一応タニアも全部を見たけれど、全部を全部覚えている自信は全くない。むしろ、あの膨大なデータの数々を覚えられるはずがない。
「大丈夫ですよー。わたしが全部覚えていますからねー」
「……」
「タニアには都度指示を出しますのでー。ちゃんと動いてくださいねー」
「は、はい……」
その得意な武器は特になく、逆に苦手とする武器もない。得意な相手もいなければ、苦手な相手もいない。あらゆる相手に対して、あらゆる手段で戦うことができる――それがエカテリーナという戦士の唯一無二の特性である。
さすがに、その練度は各武器の
「データ上だとー、ロッテさんは中距離の間合いくらいが苦手なんですよねー」
「……そうなんですか?」
「そうなんですよー。ですからー、マリエルさんとの戦いでは黒星が多いんですよねー。あとはー、ちょっと集中力が強すぎることが欠点ですねー」
「集中するのは、良いことだと思いますが……」
「ロッテさんは集中力が高い分ー、目の前の相手に全力を尽くすんですよー。ですからー、二対二の戦いだとー、遠距離攻撃要員にあっさり抜かれることもあったりするんですよー」
「……それで、この装備ですか」
「そーゆーことですー」
タニアが握らされているのは、長い棒である。マリエルのものよりも、さらに五割増しくらいで長いものだ。ちなみに、後宮の洗濯番に譲ってもらった物干し竿である。
決してタニアが長槍の扱いに優れているわけではないのだが、それでもエカテリーナは、この武器を扱うようにタニアに命じたのである。恐らくそれは、距離の相性を優先したということだろう。
そしてエカテリーナが持つのは、弓。
「マリエルさんは激怒していましたけどー、わたしはアリだと思うんですよねー、アレ」
「アレ……ですか」
「時間を稼ぐ、って意味合いではこれ以上ない策ですよー。わたしも予定していたことですしー」
「……がんばり、ます」
「タニアがどれだけ時間を稼げるかでー、この戦いは決まりますよー」
ぎぃっ、とゆっくり、目の前の扉が開く。
既に前の選手たちは退場しており、誰もいない広大な闘技場が目の前に姿を現した。逆側の扉も同じく開いているけれど、そちらにはまだ人影はない。

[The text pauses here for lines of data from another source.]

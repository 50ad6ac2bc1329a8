//! Logging utilities.
//!
//! Libraries in this workspace only talk to the `log` facade; binaries call
//! [`init_logging`] once to install `env_logger` behind it.

mod init;

pub use init::{init_logging, LoggingConfig};
use std::time::{Duration, Instant};

/// Timing snapshot for one frame.
#[derive(Debug, Copy, Clone)]
pub struct FrameTime {
    /// Seconds since the previous tick, clamped.
    pub dt: f32,

    /// Monotonic timestamp taken at the tick.
    pub now: Instant,

    /// Frame counter, starting at 0.
    pub frame_index: u64,
}

/// Produces [`FrameTime`] snapshots for a frame loop.
///
/// Delta time is clamped so a stalled loop (debugger, suspended host) does
/// not hand one enormous step to the frame callback.
#[derive(Debug, Clone)]
pub struct FrameClock {
    last: Instant,
    frame_index: u64,
    dt_min: Duration,
    dt_max: Duration,
}

impl FrameClock {
    /// Clock with clamps of 0.1 ms and 250 ms.
    pub fn new() -> Self {
        Self::with_clamps(Duration::from_micros(100), Duration::from_millis(250))
    }

    pub fn with_clamps(dt_min: Duration, dt_max: Duration) -> Self {
        debug_assert!(dt_min <= dt_max);
        Self { last: Instant::now(), frame_index: 0, dt_min, dt_max }
    }

    /// Resets the delta-time baseline without touching the frame counter.
    pub fn reset(&mut self) {
        self.last = Instant::now();
    }

    /// Number of ticks taken so far.
    pub fn frames(&self) -> u64 {
        self.frame_index
    }

    /// Advances the clock by one frame.
    pub fn tick(&mut self) -> FrameTime {
        let now = Instant::now();
        let dt = now.saturating_duration_since(self.last).clamp(self.dt_min, self.dt_max);
        self.last = now;

        let frame = FrameTime { dt: dt.as_secs_f32(), now, frame_index: self.frame_index };
        self.frame_index = self.frame_index.wrapping_add(1);
        frame
    }
}

impl Default for FrameClock {
    fn default() -> Self {
        Self::new()
    }
}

ふーっ、と大きく息を吐き、タニアは先導するエカテリーナの僅か後ろから追随する。
ここまで来たら、もう逃げることなどできない。
「まずー、タニアが一気に距離を詰めて攻め込んでくださいー。勿論ながらー、向こうの射程で戦ってはいけませんよー」
「槍の届く、ギリギリの場所で戦います……」
「それでいいのですー。どうにか気を逸らしてくれたらー、わたしが一気に矢を放ちますからー」
「は、はい……!」
自分が主とならない――それが、タニアにとって一つ安心できる要素でもある。
あくまでこの戦いは、エカテリーナを
そしてそれは、ある種エカテリーナに対しての全幅の信頼でもあった。この、あらゆる情報をものにしているエカテリーナならば、シャルロッテが相手であろうと怖くない、と。

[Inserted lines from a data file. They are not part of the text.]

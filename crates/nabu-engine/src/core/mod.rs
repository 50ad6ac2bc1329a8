//! Contract between the frame loop and the layers above it.

mod app;
mod ctx;

pub use app::{App, AppControl};
pub use ctx::{FrameCtx, RuntimeCtx};
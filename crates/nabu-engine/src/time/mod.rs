//! Frame timing.
//!
//! One [`FrameClock`] per frame loop; call `tick()` once per frame. The
//! update scheduler batches against these ticks.

mod frame_clock;

pub use frame_clock::{FrameClock, FrameTime};
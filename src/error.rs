//! Error types for glyphfield.
//!
//! The simulation itself never fails. These cover the host: acquiring a GPU
//! surface to present on, running the window, and exporting snapshots.

use std::fmt;

/// Errors that can occur while setting up the window presenter.
#[derive(Debug)]
pub enum PresenterError {
    /// Failed to create a surface for rendering.
    SurfaceCreation(wgpu::CreateSurfaceError),
    /// No compatible GPU adapter found.
    NoAdapter,
    /// Failed to create GPU device.
    DeviceCreation(wgpu::RequestDeviceError),
    /// The surface reports no usable texture format.
    UnsupportedSurface,
}

impl fmt::Display for PresenterError {
    fn fmt(&self, f: &mut fmt::Formatter<'_>) -> fmt::Result {
        match self {
            PresenterError::SurfaceCreation(e) => write!(f, "Failed to create GPU surface: {}", e),
            PresenterError::NoAdapter => write!(f, "No compatible GPU adapter found. Ensure your system has a GPU with WebGPU/Vulkan/Metal/DX12 support."),
            PresenterError::DeviceCreation(e) => write!(f, "Failed to create GPU device: {}", e),
            PresenterError::UnsupportedSurface => write!(f, "Surface has no supported texture format"),
        }
    }
}

impl std::error::Error for PresenterError {
    fn source(&self) -> Option<&(dyn std::error::Error + 'static)> {
        match self {
            PresenterError::SurfaceCreation(e) => Some(e),
            PresenterError::DeviceCreation(e) => Some(e),
            _ => None,
        }
    }
}

impl From<wgpu::CreateSurfaceError> for PresenterError {
    fn from(e: wgpu::CreateSurfaceError) -> Self {
        PresenterError::SurfaceCreation(e)
    }
}

impl From<wgpu::RequestDeviceError> for PresenterError {
    fn from(e: wgpu::RequestDeviceError) -> Self {
        PresenterError::DeviceCreation(e)
    }
}

/// Errors that can occur when writing a canvas snapshot.
#[derive(Debug)]
pub enum ExportError {
    /// Failed to encode the image.
    Image(image::ImageError),
    /// Failed to create the output directory.
    Io(std::io::Error),
}

impl fmt::Display for ExportError {
    fn fmt(&self, f: &mut fmt::Formatter<'_>) -> fmt::Result {
        match self {
            ExportError::Image(e) => write!(f, "Failed to encode image: {}", e),
            ExportError::Io(e) => write!(f, "Failed to write snapshot: {}", e),
        }
    }
}

impl std::error::Error for ExportError {
    fn source(&self) -> Option<&(dyn std::error::Error + 'static)> {
        match self {
            ExportError::Image(e) => Some(e),
            ExportError::Io(e) => Some(e),
        }
    }
}

impl From<image::ImageError> for ExportError {
    fn from(e: image::ImageError) -> Self {
        ExportError::Image(e)
    }
}

impl From<std::io::Error> for ExportError {
    fn from(e: std::io::Error) -> Self {
        ExportError::Io(e)
    }
}

/// Errors that can occur when running the host.
#[derive(Debug)]
pub enum HostError {
    /// Failed to create or run the event loop.
    EventLoop(winit::error::EventLoopError),
    /// Failed to create window.
    Window(winit::error::OsError),
    /// Presenter initialization failed.
    Presenter(PresenterError),
    /// Snapshot export failed.
    Export(ExportError),
}

impl fmt::Display for HostError {
    fn fmt(&self, f: &mut fmt::Formatter<'_>) -> fmt::Result {
        match self {
            HostError::EventLoop(e) => write!(f, "Event loop error: {}", e),
            HostError::Window(e) => write!(f, "Failed to create window: {}", e),
            HostError::Presenter(e) => write!(f, "Presenter error: {}", e),
            HostError::Export(e) => write!(f, "Export error: {}", e),
        }
    }
}

impl std::error::Error for HostError {
    fn source(&self) -> Option<&(dyn std::error::Error + 'static)> {
        match self {
            HostError::EventLoop(e) => Some(e),
            HostError::Window(e) => Some(e),
            HostError::Presenter(e) => Some(e),
            HostError::Export(e) => Some(e),
        }
    }
}

impl From<winit::error::EventLoopError> for HostError {
    fn from(e: winit::error::EventLoopError) -> Self {
        HostError::EventLoop(e)
    }
}

impl From<winit::error::OsError> for HostError {
    fn from(e: winit::error::OsError) -> Self {
        HostError::Window(e)
    }
}

impl From<PresenterError> for HostError {
    fn from(e: PresenterError) -> Self {
        HostError::Presenter(e)
    }
}

impl From<ExportError> for HostError {
    fn from(e: ExportError) -> Self {
        HostError::Export(e)
    }
}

そんなエカテリーナとタニアが、闘技場のリングへと上がって、出番を待ち。
その間、逆側の扉には何の動きもなかった。
「おやー? 出てこないですねー?」
「棄権、とかじゃ……」
「まず間違いなくありえないですよー」
「ですよね……」
そんな風に、タニアの希望的観測に対してエカテリーナが苦笑した、その瞬間に。
唐突に、ファンファーレのようなラッパの音が鳴り響いた。
「え……?」
「おやー……?」
そんなラッパを鳴り響かせているのは、シャルロッテの侍女であるエステル。
そして、どこに隠れていたのか同じくシャルロッテの侍女である数人が、誰もいない扉へ向けて何故か煙幕のようなものを焚き始めた。一体何を使っているのかは分からないが、突然に発生した白煙が、視界を白く染めてゆく。

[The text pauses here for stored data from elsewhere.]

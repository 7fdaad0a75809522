//! Software raster backend for [`Surface`].
//!
//! Draws into an `image::RgbaImage` with straight-alpha source-over
//! blending. Fills are sampled per pixel through the inverse of the current
//! transform, so rotated gradients and glyphs need no special casing.

use std::path::Path;

use glam::{Affine2, Vec2};
use image::{Rgba as Pixel, RgbaImage};

use crate::error::ExportError;
use crate::font;
use crate::surface::{RadialGradient, Rect, Rgba, StateStack, Surface};

/// An off-screen RGBA pixel buffer implementing [`Surface`].
#[derive(Debug, Clone)]
pub struct Canvas {
    image: RgbaImage,
    background: Rgba,
    state: StateStack,
}

impl Canvas {
    /// Create a transparent canvas.
    pub fn new(width: u32, height: u32) -> Self {
        Self {
            image: RgbaImage::new(width.max(1), height.max(1)),
            background: Rgba::TRANSPARENT,
            state: StateStack::default(),
        }
    }

    /// Colour [`Surface::clear`] fills with.
    pub fn with_background(mut self, background: Rgba) -> Self {
        self.background = background;
        self.clear();
        self
    }

    /// Reallocate the buffer. Contents are discarded.
    pub fn resize(&mut self, width: u32, height: u32) {
        let (width, height) = (width.max(1), height.max(1));
        if self.image.dimensions() != (width, height) {
            self.image = RgbaImage::new(width, height);
            self.clear();
        }
    }

    pub fn image(&self) -> &RgbaImage {
        &self.image
    }

    /// Tightly packed RGBA8 rows, top to bottom.
    pub fn as_raw(&self) -> &[u8] {
        self.image.as_raw()
    }

    pub fn pixel(&self, x: u32, y: u32) -> Rgba {
        let Pixel([r, g, b, a]) = *self.image.get_pixel(x, y);
        Rgba::new(r, g, b, a)
    }

    /// Write the current contents as a PNG file.
    pub fn save_png(&self, path: impl AsRef<Path>) -> Result<(), ExportError> {
        let path = path.as_ref();
        if let Some(parent) = path.parent().filter(|p| !p.as_os_str().is_empty()) {
            std::fs::create_dir_all(parent)?;
        }
        self.image.save_with_format(path, image::ImageFormat::Png)?;
        Ok(())
    }

    fn transform(&self) -> Affine2 {
        self.state.current().transform
    }

    /// Blend `color` at `coverage` (times global alpha) onto pixel `(x, y)`.
    fn blend(&mut self, x: i64, y: i64, color: Rgba, coverage: f32) {
        let (w, h) = self.image.dimensions();
        if x < 0 || y < 0 || x >= w as i64 || y >= h as i64 {
            return;
        }
        let sa = color.a as f32 / 255.0 * coverage * self.state.current().alpha;
        if sa <= 0.0 {
            return;
        }

        let dst = self.image.get_pixel_mut(x as u32, y as u32);
        let da = dst.0[3] as f32 / 255.0;
        let out_a = sa + da * (1.0 - sa);
        if out_a <= 0.0 {
            return;
        }
        let src = [color.r, color.g, color.b];
        for c in 0..3 {
            let s = src[c] as f32;
            let d = dst.0[c] as f32;
            dst.0[c] = ((s * sa + d * da * (1.0 - sa)) / out_a).round().clamp(0.0, 255.0) as u8;
        }
        dst.0[3] = (out_a * 255.0).round().clamp(0.0, 255.0) as u8;
    }

    /// Pixel rectangle covering the transformed local-space `corners`,
    /// clipped to the image. Inclusive-exclusive.
    fn pixel_bounds(&self, corners: [Vec2; 4]) -> Option<(i64, i64, i64, i64)> {
        let t = self.transform();
        let mut min = Vec2::splat(f32::INFINITY);
        let mut max = Vec2::splat(f32::NEG_INFINITY);
        for c in corners {
            let p = t.transform_point2(c);
            min = min.min(p);
            max = max.max(p);
        }
        if !min.is_finite() || !max.is_finite() {
            return None;
        }
        let (w, h) = self.image.dimensions();
        let x0 = (min.x.floor() as i64).max(0);
        let y0 = (min.y.floor() as i64).max(0);
        let x1 = (max.x.ceil() as i64).min(w as i64);
        let y1 = (max.y.ceil() as i64).min(h as i64);
        (x0 < x1 && y0 < y1).then_some((x0, y0, x1, y1))
    }

    /// Run `shade` for every pixel centre whose local-space point lies in
    /// `rect`, blending the returned colour at the returned coverage.
    fn fill_local(&mut self, rect: Rect, mut shade: impl FnMut(Vec2) -> Option<(Rgba, f32)>) {
        let max = rect.min + rect.size;
        let corners = [rect.min, Vec2::new(max.x, rect.min.y), max, Vec2::new(rect.min.x, max.y)];
        let Some((x0, y0, x1, y1)) = self.pixel_bounds(corners) else {
            return;
        };
        let inverse = self.transform().inverse();

        for y in y0..y1 {
            for x in x0..x1 {
                let local = inverse.transform_point2(Vec2::new(x as f32 + 0.5, y as f32 + 0.5));
                if !rect.contains(local) {
                    continue;
                }
                if let Some((color, coverage)) = shade(local) {
                    self.blend(x, y, color, coverage);
                }
            }
        }
    }
}

impl Surface for Canvas {
    fn size(&self) -> (u32, u32) {
        self.image.dimensions()
    }

    fn clear(&mut self) {
        let bg = self.background;
        for p in self.image.pixels_mut() {
            *p = Pixel([bg.r, bg.g, bg.b, bg.a]);
        }
        self.state.reset();
    }

    fn save(&mut self) {
        self.state.save();
    }

    fn restore(&mut self) {
        self.state.restore();
    }

    fn set_alpha(&mut self, alpha: f32) {
        self.state.set_alpha(alpha);
    }

    fn translate(&mut self, offset: Vec2) {
        self.state.translate(offset);
    }

    fn rotate(&mut self, radians: f32) {
        self.state.rotate(radians);
    }

    fn fill_radial_gradient_rect(&mut self, rect: Rect, gradient: &RadialGradient) {
        let gradient = *gradient;
        self.fill_local(rect, |p| Some((gradient.sample(p), 1.0)));
    }

    fn stroke_line(&mut self, from: Vec2, to: Vec2, color: Rgba, width: f32) {
        let a = self.state.to_surface(from);
        let b = self.state.to_surface(to);
        if !a.is_finite() || !b.is_finite() {
            return;
        }

        let brush = width.max(1.0).round() as i64;
        let offset = (brush - 1) / 2;
        let delta = b - a;
        let steps = delta.x.abs().max(delta.y.abs()).ceil() as i64;

        let mut last = None;
        for i in 0..=steps {
            let t = if steps == 0 { 0.0 } else { i as f32 / steps as f32 };
            let p = a + delta * t;
            let px = (p.x.floor() as i64, p.y.floor() as i64);
            if last == Some(px) {
                continue;
            }
            last = Some(px);
            for dy in 0..brush {
                for dx in 0..brush {
                    self.blend(px.0 + dx - offset, px.1 + dy - offset, color, 1.0);
                }
            }
        }
    }

    fn fill_text(&mut self, text: &str, at: Vec2, font_size: f32, color: Rgba) {
        let Some(mask) = font::rasterize(text, font_size) else {
            return;
        };
        let size = Vec2::new(mask.width() as f32, mask.height() as f32);
        let origin = at - size * 0.5;

        self.fill_local(Rect::new(origin, size), |p| {
            let uv = p - origin;
            let coverage = mask.sample(uv.x, uv.y);
            (coverage > 0.0).then_some((color, coverage))
        });
    }
}

#[cfg(test)]
mod tests {
    use super::*;

    #[test]
    fn test_clear_to_background() {
        let mut canvas = Canvas::new(4, 4).with_background(Rgba::rgb(5, 5, 12));
        canvas.stroke_line(Vec2::ZERO, Vec2::new(3.0, 3.0), Rgba::rgb(255, 0, 0), 1.0);
        canvas.clear();
        assert_eq!(canvas.pixel(2, 2), Rgba::rgb(5, 5, 12));
    }

    #[test]
    fn test_line_respects_global_alpha() {
        let mut canvas = Canvas::new(10, 10);
        canvas.set_alpha(0.5);
        canvas.stroke_line(Vec2::new(0.0, 5.0), Vec2::new(9.0, 5.0), Rgba::rgb(0, 255, 255), 1.0);

        let p = canvas.pixel(4, 5);
        assert_eq!((p.r, p.g, p.b), (0, 255, 255));
        assert!((p.a as i32 - 128).abs() <= 1);
        assert_eq!(canvas.pixel(4, 4).a, 0);
    }

    #[test]
    fn test_zero_alpha_draws_nothing() {
        let mut canvas = Canvas::new(10, 10);
        canvas.set_alpha(0.0);
        canvas.stroke_line(Vec2::ZERO, Vec2::new(9.0, 9.0), Rgba::rgb(255, 255, 255), 1.0);
        assert!(canvas.as_raw().iter().all(|&b| b == 0));
    }

    #[test]
    fn test_gradient_peaks_in_centre() {
        let mut canvas = Canvas::new(40, 40);
        canvas.translate(Vec2::new(20.0, 20.0));
        let gradient = RadialGradient {
            center: Vec2::ZERO,
            radius: 10.0,
            inner: Rgba::rgb(255, 0, 255).with_alpha(0x40),
            outer: Rgba::rgb(255, 0, 255).with_alpha(0),
        };
        canvas.fill_radial_gradient_rect(Rect::centered(Vec2::ZERO, 10.0), &gradient);

        let centre = canvas.pixel(20, 20).a;
        let edge = canvas.pixel(28, 20).a;
        assert!(centre > edge, "centre {} edge {}", centre, edge);
        assert!(centre <= 0x40);
        assert_eq!(canvas.pixel(2, 2).a, 0);
    }

    #[test]
    fn test_text_draws_inside_box() {
        let mut canvas = Canvas::new(32, 32);
        canvas.fill_text("▮", Vec2::new(16.0, 16.0), 16.0, Rgba::rgb(255, 107, 107));

        // Solid bar through the centre, nothing at the edges
        let centre = canvas.pixel(16, 16);
        assert_eq!((centre.r, centre.g, centre.b), (255, 107, 107));
        assert!(centre.a > 0);
        assert_eq!(canvas.pixel(0, 16).a, 0);
        assert_eq!(canvas.pixel(16, 30).a, 0);
    }

    #[test]
    fn test_text_is_antialiased() {
        let mut canvas = Canvas::new(64, 64);
        canvas.fill_text("∑", Vec2::new(32.0, 32.0), 40.0, Rgba::rgb(240, 147, 43));

        let alphas: std::collections::HashSet<u8> = canvas
            .as_raw()
            .chunks(4)
            .map(|px| px[3])
            .filter(|&a| a > 0 && a < 255)
            .collect();
        assert!(!alphas.is_empty(), "outline edges should carry partial coverage");
    }

    #[test]
    fn test_rotated_text_swaps_axes() {
        let mut canvas = Canvas::new(32, 32);
        canvas.translate(Vec2::new(16.0, 16.0));
        canvas.rotate(std::f32::consts::FRAC_PI_2);
        canvas.fill_text("⎯", Vec2::ZERO, 16.0, Rgba::rgb(255, 255, 255));

        // Horizontal stroke becomes vertical
        let lit: Vec<(u32, u32)> = (0..32)
            .flat_map(|y| (0..32).map(move |x| (x, y)))
            .filter(|&(x, y)| canvas.pixel(x, y).a > 0)
            .collect();
        assert!(!lit.is_empty());
        let xs: std::collections::HashSet<u32> = lit.iter().map(|p| p.0).collect();
        let ys: std::collections::HashSet<u32> = lit.iter().map(|p| p.1).collect();
        assert!(ys.len() > xs.len());
    }

    #[test]
    fn test_resize_reallocates() {
        let mut canvas = Canvas::new(800, 600);
        canvas.resize(400, 300);
        assert_eq!(canvas.size(), (400, 300));
        assert_eq!(canvas.as_raw().len(), 400 * 300 * 4);
    }

    #[test]
    fn test_save_png() {
        let dir = tempfile::tempdir().unwrap();
        let path = dir.path().join("frames").join("frame.png");
        let mut canvas = Canvas::new(8, 8);
        canvas.stroke_line(Vec2::ZERO, Vec2::new(7.0, 7.0), Rgba::rgb(0, 255, 255), 1.0);
        canvas.save_png(&path).unwrap();

        let loaded = image::open(&path).unwrap().into_rgba8();
        assert_eq!(loaded.dimensions(), (8, 8));
        assert_eq!(loaded.get_pixel(3, 3).0, [0, 255, 255, 255]);
    }
}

煙は扉全体を包み、タニアの視界から扉と、そこにいるであろう人物の姿を消してから。
ファンファーレと共に。
待ち侘びていたかのように、そんな煙の中から何かが飛び出す。
「――っ!」
「お待たせいたしましたの! わたくしこそ……んごほっ、んげふっ! ちょっと! 煙が強すぎますの! げほっ! ごほっ!」
恐らく自分が指示して持ち込んだのであろう煙幕――それに文句を言いながら現れたのは。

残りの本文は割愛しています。